-- Your objective --
The lines to copy are those with "binary" in them. Pull each one from the entries below.
============
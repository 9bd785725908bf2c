//! Version information for the dhcli CLI

use serde::{Deserialize, Serialize};

/// Identifier the update flow compares against the manifest version
///
/// The build commit when one was recorded, the package version otherwise.
pub fn current_version() -> &'static str {
    option_env!("GIT_SHA").unwrap_or(env!("CARGO_PKG_VERSION"))
}

/// Version information
#[derive(Debug, Clone, Serialize, Deserialize)]
pub struct VersionInfo {
    /// Package version
    pub version: String,

    /// Git commit the binary was built from
    pub commit: Option<String>,

    /// Build date
    pub build_date: Option<String>,

    /// Target triple
    pub target: Option<String>,

    /// Compiler that produced the binary
    pub rustc: Option<String>,
}

impl VersionInfo {
    /// Create version info for current build
    pub fn current() -> Self {
        Self {
            version: env!("CARGO_PKG_VERSION").to_string(),
            commit: option_env!("GIT_SHA").map(String::from),
            build_date: option_env!("BUILD_DATE").map(String::from),
            target: option_env!("TARGET").map(String::from),
            rustc: option_env!("RUSTC_VERSION").map(String::from),
        }
    }

    /// Format as display string
    pub fn display(&self) -> String {
        let mut parts = vec![format!("dhcli {}", self.version)];

        if let Some(commit) = &self.commit {
            parts.push(format!("({})", commit));
        }

        if let Some(target) = &self.target {
            parts.push(target.clone());
        }

        parts.join(" ")
    }
}

impl std::fmt::Display for VersionInfo {
    fn fmt(&self, f: &mut std::fmt::Formatter<'_>) -> std::fmt::Result {
        write!(f, "{}", self.display())
    }
}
============
-- Response to the exercise --
    /// Git commit the binary was built from
    /// Compiler that produced the binary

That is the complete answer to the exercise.